Kafka connector¶
You can set up a Kafka connector to stream data from your Kafka topic to Tinybird. The connector is compatible with Kafka, Confluent, and RedPanda.
Setting up the Kafka connector requires creating and enabling a data source and its connection as separate files.
Prerequisites¶
Grant READ
permissions to both the topic and the consumer group to ingest data from Kafka into Tinybird.
You must secure your Kafka brokers with SSL/TLS and SASL. Tinybird uses SASL_SSL
as the security protocol for the Kafka consumer. Connections are rejected if the brokers only support PLAINTEXT
or SASL_PLAINTEXT
.
Kafka Schema Registry is supported only for decoding Avro messages.
Set up the connector¶
To set up the Kafka connector, follow these steps.

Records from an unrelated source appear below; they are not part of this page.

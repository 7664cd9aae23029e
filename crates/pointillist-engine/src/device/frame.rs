/// One acquired surface frame.
///
/// Short-lived: holding the surface texture blocks acquisition of the next
/// frame. Hand it back to [`super::Gpu::submit`] to present.
pub struct GpuFrame {
    pub surface_texture: wgpu::SurfaceTexture,
    pub view: wgpu::TextureView,
    pub encoder: wgpu::CommandEncoder,
}
//! Coordinate and geometry types.
//!
//! Data space:
//! - dataset coordinates as reported by the tile store
//! - +X right, +Y up
//!
//! Screen placement is the shader's job; the CPU side only needs rectangles
//! for visible-region culling and a linear color for clears.

mod color;
mod rect;
mod vec2;

pub use color::ColorRgba;
pub use rect::Rect;
pub use vec2::Vec2;
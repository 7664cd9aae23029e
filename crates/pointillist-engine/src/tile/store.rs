use std::collections::HashMap;

use futures::future::LocalBoxFuture;

use super::{Schema, TileInfo, TileKey};
use crate::coords::Rect;

/// Future returned by the tile storage collaborator.
///
/// Frames are driven on one thread, so fetches need not be `Send`.
pub type FetchFuture<T> = LocalBoxFuture<'static, anyhow::Result<T>>;

/// Raw point records of one tile, as fetched.
///
/// `floats` is the interleaved record buffer described by the tile's
/// [`Schema`]. Text columns (used for labels) travel alongside it, one
/// entry per point.
#[derive(Debug, Clone, Default, PartialEq)]
pub struct PointBatch {
    floats: Vec<f32>,
    text: HashMap<String, Vec<String>>,
}

impl PointBatch {
    pub fn new(floats: Vec<f32>) -> Self {
        Self {
            floats,
            text: HashMap::new(),
        }
    }

    pub fn with_text_column(mut self, name: impl Into<String>, values: Vec<String>) -> Self {
        self.text.insert(name.into(), values);
        self
    }

    /// Length of the raw buffer in floats.
    #[inline]
    pub fn len(&self) -> usize {
        self.floats.len()
    }

    #[inline]
    pub fn is_empty(&self) -> bool {
        self.floats.is_empty()
    }

    #[inline]
    pub fn floats(&self) -> &[f32] {
        &self.floats
    }

    /// Mutable record buffer alongside a read-only text column.
    pub(crate) fn split_text_mut(&mut self, name: &str) -> (&mut [f32], Option<&[String]>) {
        (&mut self.floats, self.text.get(name).map(Vec::as_slice))
    }

    #[inline]
    pub fn as_bytes(&self) -> &[u8] {
        bytemuck::cast_slice(&self.floats)
    }

    pub fn text_column(&self, name: &str) -> Option<&[String]> {
        self.text.get(name).map(Vec::as_slice)
    }
}

/// Tile storage collaborator.
///
/// Owns the tile hierarchy, fetching and eviction. The engine walks the tree
/// through `root`/`children`, requests data through the two fetch futures and
/// forwards its prefetch hint once per frame.
pub trait TileStore {
    /// Root of the hierarchy, once known.
    fn root(&self) -> Option<TileInfo>;

    /// Direct children of `key`. Children never have a lower `ordering.min`
    /// than their parent.
    fn children(&self, key: TileKey) -> Vec<TileInfo>;

    /// Dataset-wide schema, `None` while it is still loading.
    fn schema(&self) -> Option<Schema>;

    fn fetch_points(&self, key: TileKey) -> FetchFuture<PointBatch>;

    fn fetch_schema(&self, key: TileKey) -> FetchFuture<Schema>;

    /// Prefetch hint: the view needs points up to `budget` within `corners`.
    /// Not awaited.
    fn prioritize_download_to(&self, budget: f64, corners: Rect);
}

Create a Kafka connection¶
Before you create and configure a Kafka data source, you need to set up a connection. Create a .connection file with the required credentials stored in secrets. For example:
kafkasample.connection
TYPE kafka KAFKA_BOOTSTRAP_SERVERS {{ tb_secret("KAFKA_SERVERS", "localhost:9092") }} KAFKA_SECURITY_PROTOCOL SASL_SSL KAFKA_SASL_MECHANISM PLAIN KAFKA_KEY {{ tb_secret("KAFKA_USERNAME", "") }} KAFKA_SECRET {{ tb_secret("KAFKA_PASSWORD", "") }}
See Connection files for more details on how to create a connection file.
For a list of Kafka connection settings, see Settings.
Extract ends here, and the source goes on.